Finding magnets is somewhat simple, you just need some iron… That’s a lot more difficult. Iron smelting is way harder than copper smelting (especially without electricity).
Making bearings is also difficult. It requires not only iron smelting but also high precision machining.
High quality copper isn’t that easy to come by.
lol one of the oldest texts in the history of our species is a complaint.
Modern stuff is hard.
and that’s just the literal direct infrastructure within a house. Water towers are not simple. Underground pipes are not simple. Civil plumbing and waste management is not simple.
The romans did manage to build a nice system, tho. I hear the persians also managed one.
But it doesn’t have to be up to modern standards, and certainly doesn’t have to be with modern materials. Get the local cooper to make your pipes and reservoir with pitch-sealed wood. Or make it out of stone, or cast copper, or whatever they use to store water anyway. If it’s Roman or post-Roman, they’ve already had some experience with running water anyway, that wouldn’t be the impressive bit.
Threading and such is mostly useful for mass-manufacturing standard pipes and using it everywhere, but at least at first you’d just be doing it for a rich/powerful person or two, where you could do something labour-intensive and unscalable.
I’m not saying that you would get a perfect, modern system straight away, but if you can convince the people to give you the benefit of the doubt through a prototype or two, you could make something that works well enough. That would be what I’d be concerned about, even if you can magic away the language barrier, they’d likely just think you’re mad.
Language isn’t too much of a problem depending on the region.
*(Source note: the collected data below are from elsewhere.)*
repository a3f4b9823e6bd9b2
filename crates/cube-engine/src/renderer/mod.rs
pub mod instance;
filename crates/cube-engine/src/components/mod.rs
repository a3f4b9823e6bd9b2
pub mod entity;
pub mod material;
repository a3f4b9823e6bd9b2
pub mod config;
pub mod game;
pub mod types;
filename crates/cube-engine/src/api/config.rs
use std::fmt;

use serde::{Deserialize, Serialize};

/// Configuration for the engine, provided by the game and optionally
/// overridden by the host with a JSON document.
#[derive(Debug, Clone, PartialEq, Serialize, Deserialize)]
#[serde(default)]
pub struct GameConfig {
    /// Fixed timestep in seconds (default: 1/60).
    pub fixed_dt: f32,
    /// Maximum ticks run for one host frame (default: 10).
    pub max_steps_per_frame: u32,
    /// Maximum number of render instances (default: 512).
    pub max_instances: usize,
    /// Maximum number of sound events per frame (default: 32).
    pub max_sounds: usize,
    /// Maximum number of game events per frame (default: 32).
    pub max_events: usize,
    /// Seed for the game's random source.
    pub seed: u64,
}

impl Default for GameConfig {
    fn default() -> Self {
        Self {
            fixed_dt: 1.0 / 60.0,
            max_steps_per_frame: 10,
            max_instances: 512,
            max_sounds: 32,
            max_events: 32,
            seed: 42,
        }
    }
}

/// Why a configuration document was rejected.
#[derive(Debug)]
pub enum ConfigError {
    /// Not valid JSON, or a field has the wrong type.
    Parse(serde_json::Error),
    /// Well-formed but unusable values.
    Invalid(&'static str),
}

impl fmt::Display for ConfigError {
    fn fmt(&self, f: &mut fmt::Formatter<'_>) -> fmt::Result {
        match self {
            ConfigError::Parse(e) => write!(f, "config parse error: {}", e),
            ConfigError::Invalid(msg) => write!(f, "invalid config: {}", msg),
        }
    }
}

impl std::error::Error for ConfigError {
    fn source(&self) -> Option<&(dyn std::error::Error + 'static)> {
        match self {
            ConfigError::Parse(e) => Some(e),
            ConfigError::Invalid(_) => None,
        }
    }
}

impl From<serde_json::Error> for ConfigError {
    fn from(e: serde_json::Error) -> Self {
        ConfigError::Parse(e)
    }
}

impl GameConfig {
    /// Parse a config from a JSON string. Missing fields take their defaults.
    pub fn from_json(json: &str) -> Result<Self, ConfigError> {
        let config: GameConfig = serde_json::from_str(json)?;
        config.validate()?;
        Ok(config)
    }

    pub fn validate(&self) -> Result<(), ConfigError> {
        if !(self.fixed_dt.is_finite() && self.fixed_dt > 0.0) {
            return Err(ConfigError::Invalid("fixed_dt must be a positive number"));
        }
        if self.max_steps_per_frame == 0 {
            return Err(ConfigError::Invalid("max_steps_per_frame must be at least 1"));
        }
        if self.max_instances == 0 || self.max_sounds == 0 || self.max_events == 0 {
            return Err(ConfigError::Invalid("buffer capacities must be non-zero"));
        }
        Ok(())
    }
}
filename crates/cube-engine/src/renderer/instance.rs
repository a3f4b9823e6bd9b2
use bytemuck::{Pod, Zeroable};

/// Per-box render data read by the host renderer.
/// Must match the TypeScript protocol: 12 floats = 48 bytes stride.
#[repr(C)]
#[derive(Debug, Clone, Copy, Default, PartialEq, Pod, Zeroable)]
pub struct RenderInstance {
    /// Center position in world space.
    pub x: f32,
    pub y: f32,
    pub z: f32,
    /// Full box size.
    pub width: f32,
    pub height: f32,
    pub depth: f32,
    /// Base color (linear RGB, 0..1).
    pub r: f32,
    pub g: f32,
    pub b: f32,
    /// 0 = none, 1 = image, 2 = video.
    pub texture_kind: f32,
    /// Game-defined texture index within its kind.
    pub texture_index: f32,
    /// Bit 0 = casts shadow, bit 1 = receives shadow.
    pub flags: f32,
}

impl RenderInstance {
    pub const FLOATS: usize = 12;
    pub const STRIDE_BYTES: usize = Self::FLOATS * 4;
}

/// Render buffer holding one instance per visible box, in scene order.
/// Instance `i` belongs to the entity whose ID is `ids[i]`.
pub struct RenderBuffer {
    pub instances: Vec<RenderInstance>,
    pub ids: Vec<u32>,
    capacity: usize,
}

impl RenderBuffer {
    pub fn new() -> Self {
        Self::with_capacity(512)
    }

    pub fn with_capacity(capacity: usize) -> Self {
        Self {
            instances: Vec::with_capacity(capacity),
            ids: Vec::with_capacity(capacity),
            capacity,
        }
    }

    pub fn clear(&mut self) {
        self.instances.clear();
        self.ids.clear();
    }

    /// Append an instance. Returns false (and drops it) once capacity is reached.
    pub fn push(&mut self, id: u32, instance: RenderInstance) -> bool {
        if self.instances.len() >= self.capacity {
            return false;
        }
        self.instances.push(instance);
        self.ids.push(id);
        true
    }

    pub fn instance_count(&self) -> u32 {
        self.instances.len() as u32
    }

    pub fn capacity(&self) -> usize {
        self.capacity
    }

    /// Raw pointer to instance data for the host to read from WASM memory.
    pub fn instances_ptr(&self) -> *const f32 {
        self.instances.as_ptr() as *const f32
    }

    /// Raw pointer to the entity ID column.
    pub fn ids_ptr(&self) -> *const u32 {
        self.ids.as_ptr()
    }

    /// Instances viewed as a flat float slice.
    pub fn as_floats(&self) -> &[f32] {
        bytemuck::cast_slice(&self.instances)
    }
}

impl Default for RenderBuffer {
    fn default() -> Self {
        Self::new()
    }
}
#[cfg(test)]
mod tests {
    use super::*;

    /// Always returns the same value, pinning enemy x.
    struct Fixed(f32);

    impl RandomSource for Fixed {
        fn next_f32(&mut self) -> f32 {
            self.0
        }
    }

    fn started(value: f32) -> (DodgeGame<Fixed>, EngineContext) {
        let mut game = DodgeGame::with_random(Fixed(value));
        let mut ctx = EngineContext::new();
        game.init(&mut ctx);
        (game, ctx)
    }

    fn player_body<'a, R: RandomSource>(game: &DodgeGame<R>, ctx: &'a EngineContext) -> &'a BoxBody {
        ctx.body(game.player().unwrap()).unwrap()
    }

    #[test]
    fn init_builds_player_and_ground() {
        let (game, ctx) = started(0.5);
        assert_eq!(ctx.scene.len(), 2);
        assert_eq!(game.phase(), Phase::Running);

        let player = player_body(&game, &ctx);
        assert_eq!(player.position, Vec3::ZERO);
        assert_eq!(player.velocity, PLAYER_START_VELOCITY);
        assert_eq!(player.size(), Vec3::ONE);

        let ground = ctx.scene.get(game.ground().unwrap()).unwrap();
        assert_eq!(ground.body.position, GROUND_POSITION);
        assert_eq!(ground.body.size(), GROUND_SIZE);
        assert!((ground.body.top + 1.75).abs() < 1e-6);

        let material = ground.material.as_ref().unwrap();
        assert!(material.receives_shadow && !material.casts_shadow);
        assert_eq!(material.color, Material::from_hex(GROUND_COLOR).color);
        assert_eq!(
            ctx.scene.get(game.player().unwrap()).unwrap().material.as_ref().unwrap().texture,
            TextureSlot::Image(textures::PLAYER_IMAGE)
        );
    }

    #[test]
    fn step_before_init_is_a_no_op() {
        let mut game = DodgeGame::with_random(Fixed(0.5));
        let mut ctx = EngineContext::new();
        game.step(&mut ctx, &Controls::default());
        assert_eq!(game.frame_count(), 0);
        assert!(ctx.scene.is_empty());
    }

    #[test]
    fn first_tick_spawns_an_enemy_far_ahead() {
        let (mut game, mut ctx) = started(0.5);
        game.step(&mut ctx, &Controls::default());

        assert_eq!(game.frame_count(), 1);
        assert_eq!(game.enemies().len(), 1);
        assert_eq!(game.spawn_rate(), 185);

        let enemy = ctx.scene.get(game.enemies()[0]).unwrap();
        assert_eq!(enemy.tag, "enemy");
        assert_eq!(enemy.body.position, Vec3::new(0.0, 0.0, -20.0));
        assert_eq!(enemy.body.velocity, Vec3::new(0.0, 0.0, 0.005));
        assert_eq!(
            enemy.material.as_ref().unwrap().texture,
            TextureSlot::Video(textures::ENEMY_VIDEO)
        );
    }

    #[test]
    fn controls_drive_the_player() {
        let (mut game, mut ctx) = started(0.0);
        let controls = Controls {
            left: true,
            forward: true,
            ..Controls::default()
        };
        game.step(&mut ctx, &controls);

        let player = player_body(&game, &ctx);
        assert_eq!(player.position.x, -0.05);
        assert_eq!(player.position.z, -0.05);

        // Velocity is reset every tick, so releasing the keys stops the player.
        game.step(&mut ctx, &Controls::default());
        let player = player_body(&game, &ctx);
        assert_eq!(player.position.x, -0.05);
        assert_eq!(player.velocity.x, 0.0);
    }

    #[test]
    fn centered_enemy_ends_the_game() {
        let (mut game, mut ctx) = started(0.5);

        let mut ended_at = None;
        for _ in 0..1_000 {
            ctx.clear_frame_data();
            let frame = game.frame_count();
            game.step(&mut ctx, &Controls::default());
            if game.is_over() {
                ended_at = Some(frame);
                break;
            }
        }

        // The first enemy spawns at the end of frame 0 and updates once per
        // frame after that, so on frame k it has z_k = z_0 + v*k + a*k(k+1)/2.
        // Contact needs its front face to reach the player's back face.
        let template = EnemyTemplate::default();
        let (z0, v, a) = (
            template.z as f64,
            template.speed as f64,
            Z_ACCELERATION as f64,
        );
        let contact_z = -0.5 - 0.5;
        let mut k = 0u64;
        while z0 + v * k as f64 + a * (k * (k + 1)) as f64 / 2.0 < contact_z {
            k += 1;
        }
        // Faces are cached at the start of each update, one frame behind.
        let expected = k + 1;

        let frame = ended_at.expect("first enemy should reach the player");
        assert!(
            frame.abs_diff(expected) <= 1,
            "game over at frame {}, expected {}",
            frame,
            expected
        );

        assert_eq!(
            ctx.sounds,
            vec![SoundEvent(sounds::STOP_MUSIC), SoundEvent(sounds::DEATH)]
        );
        assert_eq!(ctx.events.len(), 1);
        let event = ctx.events[0];
        assert_eq!(event.kind, game_events::GAME_OVER);
        assert_eq!(event.a, frame as f32);
        // Spawns at frames 0, 185 and 340.
        assert_eq!(event.b, 3.0);
    }

    #[test]
    fn nothing_moves_after_game_over() {
        let (mut game, mut ctx) = started(0.5);
        while !game.is_over() && game.frame_count() < 1_000 {
            game.step(&mut ctx, &Controls::default());
        }
        assert!(game.is_over());

        let frame = game.frame_count();
        let enemies = game.enemies().len();
        let player = player_body(&game, &ctx).clone();

        ctx.clear_frame_data();
        for _ in 0..10 {
            game.step(&mut ctx, &Controls { jump: true, ..Controls::default() });
        }

        assert_eq!(game.frame_count(), frame);
        assert_eq!(game.enemies().len(), enemies);
        assert_eq!(player_body(&game, &ctx), &player);
        assert!(ctx.sounds.is_empty());
        assert!(ctx.events.is_empty());
    }

    #[test]
    fn enemies_off_to_the_side_never_hit() {
        let (mut game, mut ctx) = started(0.0);
        for _ in 0..1_000 {
            game.step(&mut ctx, &Controls::default());
        }

        assert!(!game.is_over());
        assert_eq!(game.enemies().len(), 21);
        assert_eq!(game.spawn_rate(), SpawnSchedule::RATE_FLOOR);
        assert_eq!(ctx.scene.count_tag("enemy"), 21);
        for &id in game.enemies() {
            assert_eq!(ctx.body(id).unwrap().position.x, -5.0);
        }
    }

    #[test]
    fn fallen_enemies_leave_the_render_buffer() {
        let (mut game, mut ctx) = started(0.0);
        for _ in 0..12_000 {
            game.step(&mut ctx, &Controls::default());
        }
        assert!(!game.is_over());

        let capacity = GameConfig::default().max_instances;
        assert!(game.enemies().len() > capacity);

        let mut buffer = RenderBuffer::with_capacity(capacity);
        assert_eq!(build_render_buffer(ctx.scene.iter(), &mut buffer), 0);

        let newest = *game.enemies().last().unwrap();
        let oldest = game.enemies()[0];
        assert!(buffer.ids.contains(&newest.0));
        assert!(!buffer.ids.contains(&oldest.0));
        assert!(buffer.ids.contains(&game.player().unwrap().0));
        assert!(buffer.ids.contains(&game.ground().unwrap().0));

        // Culled enemies are still simulated.
        let fallen = ctx.scene.get(oldest).unwrap();
        assert!(!fallen.active);
        assert!(fallen.body.position.y < FALL_CULL_Y);
        assert_eq!(ctx.scene.count_tag("enemy"), game.enemies().len());
    }

    #[test]
    fn jump_only_when_grounded() {
        let (mut game, mut ctx) = started(0.0);
        let jump = Controls { jump: true, ..Controls::default() };

        // Still falling from the spawn point.
        for _ in 0..20 {
            game.step(&mut ctx, &jump);
            assert!(player_body(&game, &ctx).velocity.y < 0.0);
        }

        for _ in 0..280 {
            game.step(&mut ctx, &Controls::default());
        }

        // Resting on the ground: the look-ahead window accepts the player on
        // most ticks of its residual bounce.
        let mut jumped = false;
        for _ in 0..10 {
            game.step(&mut ctx, &jump);
            if player_body(&game, &ctx).velocity.y == JUMP_SPEED {
                jumped = true;
                break;
            }
        }
        assert!(jumped);
    }

    #[test]
    fn same_seed_same_enemies() {
        let run = |seed: u64| {
            let mut game = DodgeGame::new();
            let mut ctx = EngineContext::with_config(GameConfig { seed, ..GameConfig::default() });
            game.init(&mut ctx);
            for _ in 0..200 {
                game.step(&mut ctx, &Controls::default());
            }
            game.enemies()
                .iter()
                .map(|&id| ctx.body(id).unwrap().position.x)
                .collect::<Vec<_>>()
        };

        let a = run(7);
        assert_eq!(a.len(), 2);
        assert_eq!(a, run(7));
        assert!(a.iter().all(|x| (-5.0..5.0).contains(x)));
    }

    #[test]
    fn update_reads_held_keys() {
        let (mut game, mut ctx) = started(0.0);
        let mut input = InputQueue::new();
        input.push(InputEvent::KeyDown { key_code: crate::controls::keys::D });
        game.update(&mut ctx, &input);
        assert_eq!(player_body(&game, &ctx).position.x, 0.05);
    }
}
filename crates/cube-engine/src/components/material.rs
/// Which host-side texture a box is drawn with.
/// The indices are game-defined; the host maps them to loaded textures.
#[derive(Debug, Clone, Copy, PartialEq, Eq, Default)]
pub enum TextureSlot {
    #[default]
    None,
    /// A static image texture.
    Image(u32),
    /// A texture fed from a playing video element.
    Video(u32),
}

impl TextureSlot {
    /// Wire encoding: (kind, index). Kind 0 = none, 1 = image, 2 = video.
    pub fn encode(self) -> (f32, f32) {
        match self {
            TextureSlot::None => (0.0, 0.0),
            TextureSlot::Image(i) => (1.0, i as f32),
            TextureSlot::Video(i) => (2.0, i as f32),
        }
    }
}

/// Material component: how the host should dress a box.
/// Entities without one are simulated but never drawn.
#[derive(Debug, Clone, PartialEq)]
pub struct Material {
    /// Linear RGB in 0..1.
    pub color: [f32; 3],
    pub texture: TextureSlot,
    pub casts_shadow: bool,
    pub receives_shadow: bool,
}

impl Material {
    pub fn new(color: [f32; 3]) -> Self {
        Self {
            color,
            ..Self::default()
        }
    }

    /// Build from a 0xRRGGBB hex value.
    pub fn from_hex(rgb: u32) -> Self {
        Self::new([
            ((rgb >> 16) & 0xff) as f32 / 255.0,
            ((rgb >> 8) & 0xff) as f32 / 255.0,
            (rgb & 0xff) as f32 / 255.0,
        ])
    }

    pub fn with_texture(mut self, texture: TextureSlot) -> Self {
        self.texture = texture;
        self
    }

    pub fn with_cast_shadow(mut self, enabled: bool) -> Self {
        self.casts_shadow = enabled;
        self
    }

    pub fn with_receive_shadow(mut self, enabled: bool) -> Self {
        self.receives_shadow = enabled;
        self
    }

    /// Shadow flags packed as bit 0 = casts, bit 1 = receives.
    pub fn shadow_bits(&self) -> u32 {
        (self.casts_shadow as u32) | ((self.receives_shadow as u32) << 1)
    }
}

impl Default for Material {
    fn default() -> Self {
        Self {
            color: [0.0, 1.0, 0.0],
            texture: TextureSlot::None,
            casts_shadow: false,
            receives_shadow: false,
        }
    }
}
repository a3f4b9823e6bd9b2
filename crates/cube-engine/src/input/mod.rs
pub mod queue;
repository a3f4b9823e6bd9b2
use crate::api::types::EntityId;
use crate::components::material::Material;
use crate::core::body::BoxBody;

/// A box in the world: physics record plus an optional renderable handle.
/// The two halves share nothing but the `id` the host uses to track its mesh.
#[derive(Debug, Clone)]
pub struct Entity {
    /// Unique identifier.
    pub id: EntityId,
    /// String tag for finding entities by role.
    pub tag: String,
    /// Whether this entity is active (inactive entities are not rendered).
    pub active: bool,
    /// Physics state.
    pub body: BoxBody,
    /// Material (optional; entities without one are invisible).
    pub material: Option<Material>,
}

impl Entity {
    pub fn new(id: EntityId, body: BoxBody) -> Self {
        Self {
            id,
            tag: String::new(),
            active: true,
            body,
            material: None,
        }
    }

    // -- Builder pattern --

    pub fn with_tag(mut self, tag: impl Into<String>) -> Self {
        self.tag = tag.into();
        self
    }

    pub fn with_material(mut self, material: Material) -> Self {
        self.material = Some(material);
        self
    }
}
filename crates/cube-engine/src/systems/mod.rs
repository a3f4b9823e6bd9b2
pub mod render;
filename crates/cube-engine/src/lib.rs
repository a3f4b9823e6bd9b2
pub mod api;
pub mod core;
pub mod components;
pub mod systems;
pub mod renderer;
pub mod bridge;
pub mod input;

// Re-export key types at crate root for convenience
pub use api::config::{ConfigError, GameConfig};
pub use api::game::{EngineContext, Game};
pub use api::types::{EntityId, GameEvent, SoundEvent};
pub use bridge::protocol::{FrameView, ProtocolLayout};
pub use components::entity::Entity;
pub use components::material::{Material, TextureSlot};
pub use crate::core::body::{BoxBody, FRICTION, GRAVITY, Z_ACCELERATION};
pub use crate::core::collision::{detect_box_collision, detect_ground, GROUND_LOOKAHEAD};
pub use crate::core::rng::{RandomSource, Rng};
pub use crate::core::scene::Scene;
pub use crate::core::time::FixedTimestep;
pub use input::queue::{InputEvent, InputQueue};
pub use renderer::instance::{RenderBuffer, RenderInstance};
pub use systems::render::build_render_buffer;
//! Axis-aligned box overlap tests.
//!
//! Both tests read the cached faces of the boxes, so callers must make sure
//! `update_sides` has run for the current tick. Both are asymmetric: only the
//! first box's vertical velocity is used for the look-ahead.

use crate::core::body::BoxBody;

/// Scale applied to the vertical velocity when probing for ground contact.
/// Widens the window in which a jump is accepted.
pub const GROUND_LOOKAHEAD: f32 = 10.0;

/// Conservative AABB overlap test with a one-tick look-ahead on the y axis.
///
/// `a.bottom + a.velocity.y` is compared against `b.top`, so a box falling
/// onto `b` registers contact one tick before it would pass through.
pub fn detect_box_collision(a: &BoxBody, b: &BoxBody) -> bool {
    let x_collision = a.right >= b.left && a.left <= b.right;
    let y_collision = a.top >= b.bottom && a.bottom + a.velocity.y <= b.top;
    let z_collision = a.front >= b.back && a.back <= b.front;

    x_collision && y_collision && z_collision
}

/// Vertical-only proximity test used to decide whether `a` may jump off `b`.
pub fn detect_ground(a: &BoxBody, b: &BoxBody) -> bool {
    a.top >= b.bottom && a.bottom - a.velocity.y * GROUND_LOOKAHEAD <= b.top
}
use cube_engine::{
    build_render_buffer, EngineContext, FixedTimestep, FrameView, Game, GameConfig,
    InputEvent, InputQueue, ProtocolLayout, RenderBuffer,
};

/// Generic game runner that wires up the engine loop.
///
/// Each concrete game (e.g., `cube-dodge`) creates a `thread_local!` GameRunner
/// and exports free functions via `#[wasm_bindgen]`, because wasm-bindgen
/// cannot export generic structs directly.
pub struct GameRunner<G: Game> {
    game: G,
    ctx: EngineContext,
    input: InputQueue,
    render_buffer: RenderBuffer,
    timestep: FixedTimestep,
    config: GameConfig,
    layout: ProtocolLayout,
    initialized: bool,
    halted: bool,
    /// Game ticks actually run.
    ticks_run: u64,
    /// Flat buffer of sound event IDs for host reads.
    sound_buffer: Vec<u8>,
    /// Whole frame packed per `ProtocolLayout`.
    shared: Vec<f32>,
}

impl<G: Game> GameRunner<G> {
    pub fn new(game: G) -> Self {
        let config = game.config();
        let timestep = FixedTimestep::with_max_steps(config.fixed_dt, config.max_steps_per_frame);
        let layout = ProtocolLayout::from_config(&config);

        let render_buffer = RenderBuffer::with_capacity(config.max_instances);
        let sound_buffer = Vec::with_capacity(config.max_sounds);
        let shared = layout.allocate();

        Self {
            game,
            ctx: EngineContext::with_config(config.clone()),
            input: InputQueue::new(),
            render_buffer,
            timestep,
            layout,
            config,
            initialized: false,
            halted: false,
            ticks_run: 0,
            sound_buffer,
            shared,
        }
    }

    /// Initialize the game. Call once after construction (and after
    /// `load_config`, if the host overrides the config).
    pub fn init(&mut self) {
        self.game.init(&mut self.ctx);
        self.initialized = true;
        self.publish();
    }

    /// Replace the runtime config from a JSON document.
    /// Rejected documents are logged and leave the current config in place.
    pub fn load_config(&mut self, json: &str) -> bool {
        match GameConfig::from_json(json) {
            Ok(config) => {
                self.apply_config(config);
                true
            }
            Err(e) => {
                log::warn!("{}", e);
                false
            }
        }
    }

    fn apply_config(&mut self, config: GameConfig) {
        self.timestep = FixedTimestep::with_max_steps(config.fixed_dt, config.max_steps_per_frame);
        self.layout = ProtocolLayout::from_config(&config);
        self.render_buffer = RenderBuffer::with_capacity(config.max_instances);
        self.shared = self.layout.allocate();
        log::info!(
            "config applied: dt={:.4}s, max_instances={}",
            config.fixed_dt,
            config.max_instances
        );
        self.ctx.config = config.clone();
        self.config = config;
    }

    /// Push an input event into the queue.
    pub fn push_input(&mut self, event: InputEvent) {
        self.input.push(event);
    }

    /// Release every held key and drop partial frame time. Called when the
    /// page loses focus, since the matching key-ups never arrive.
    pub fn blur(&mut self) {
        self.input.release_all();
        self.timestep.reset();
        log::debug!("focus lost, input released");
    }

    /// Run one host frame. Returns `false` once the game is over, telling
    /// the host to stop scheduling frames.
    pub fn tick(&mut self, dt: f32) -> bool {
        if !self.initialized {
            return false;
        }
        if self.halted {
            return false;
        }

        // Clear per-frame transient data
        self.ctx.clear_frame_data();

        // Fixed timestep accumulation
        let steps = self.timestep.accumulate(dt);
        for _ in 0..steps {
            self.game.update(&mut self.ctx, &self.input);
            self.ticks_run += 1;
            if self.game.is_over() {
                self.halted = true;
                log::info!("game over after {} ticks, halting", self.ticks_run);
                break;
            }
        }

        // Drain input after update; held keys persist
        self.input.drain();

        self.publish();
        !self.halted
    }

    /// Rebuild the render, sound and shared buffers from the current state.
    fn publish(&mut self) {
        build_render_buffer(self.ctx.scene.iter(), &mut self.render_buffer);

        self.sound_buffer.clear();
        for sound in self.ctx.sounds.iter().take(self.config.max_sounds) {
            match u8::try_from(sound.0) {
                Ok(id) => self.sound_buffer.push(id),
                Err(_) => log::warn!("sound cue {} does not fit the byte channel, skipped", sound.0),
            }
        }

        let view = FrameView {
            frame: self.ticks_run,
            render: &self.render_buffer,
            sounds: &self.ctx.sounds,
            events: &self.ctx.events,
            game_over: self.halted,
            alpha: self.timestep.alpha(),
        };
        self.layout.pack(&view, &mut self.shared);
    }

    pub fn is_halted(&self) -> bool {
        self.halted
    }

    pub fn game(&self) -> &G {
        &self.game
    }

    pub fn context(&self) -> &EngineContext {
        &self.ctx
    }

    pub fn frame_count(&self) -> u64 {
        self.ticks_run
    }

    // ---- Pointer accessors for host reads ----

    pub fn instances_ptr(&self) -> *const f32 {
        self.render_buffer.instances_ptr()
    }

    pub fn instance_ids_ptr(&self) -> *const u32 {
        self.render_buffer.ids_ptr()
    }

    pub fn instance_count(&self) -> u32 {
        self.render_buffer.instance_count()
    }

    pub fn sound_events(&self) -> &[u8] {
        &self.sound_buffer
    }

    pub fn sound_events_ptr(&self) -> *const u8 {
        self.sound_buffer.as_ptr()
    }

    pub fn sound_events_len(&self) -> u32 {
        self.sound_buffer.len() as u32
    }

    pub fn game_events_ptr(&self) -> *const f32 {
        self.ctx.events.as_ptr() as *const f32
    }

    pub fn game_events_len(&self) -> u32 {
        self.ctx.events.len().min(self.config.max_events) as u32
    }

    pub fn shared_buffer(&self) -> &[f32] {
        &self.shared
    }

    pub fn shared_buffer_ptr(&self) -> *const f32 {
        self.shared.as_ptr()
    }

    // ---- Capacity accessors (read by TypeScript via wasm_bindgen exports) ----

    pub fn max_instances(&self) -> u32 {
        self.layout.max_instances as u32
    }

    pub fn max_sounds(&self) -> u32 {
        self.layout.max_sounds as u32
    }

    pub fn max_events(&self) -> u32 {
        self.layout.max_events as u32
    }

    pub fn buffer_total_floats(&self) -> u32 {
        self.layout.buffer_total_floats as u32
    }
}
Assuming this is Rome or shortly before, Koine Greek and Latin are well enough known that you can learn it after a few years of study if you’re good with languages.
If you know that you get dropped in 14th Century England you could also prep and study Middle English since the Canterbury Tales is the first book written in that language. And we still have surviving copies.
Yeah, but I’m assuming you just get dumped there with minimal preparation. Otherwise you could also study up on early technology and know exactly what to make and how to make it to be impressive. And the ‘convincing them you’re not mad’ problem still exists.
I can’t even draw a bike.
But first, you need all the guns (and other modern weaponry) to gun down anyone trying to kill you. Might be useful to make them listen to you as well.
found the redneck.
apparently common sense survival in an unfamiliar hostile place is a sign of being a redneck
First thing coming to mind being how to fight other people is very redneck, yes. Only emotionally retarded people think like that.
You must be fun at parties 🙄
Eh. Like 90%+ of everybody who ever lived in pre-Industrial civilization was a slave or a serf or something like that. What does that say about the other 1% that “owned” them? And if your goal is explicitly to bring lots of revolutionary technologies, you’re probably going to disrupt a lot of established power structures. People in power don’t tend to take kindly to that, and as the ultimate outsider, you’ll be the perfect scapegoat for anything that goes wrong.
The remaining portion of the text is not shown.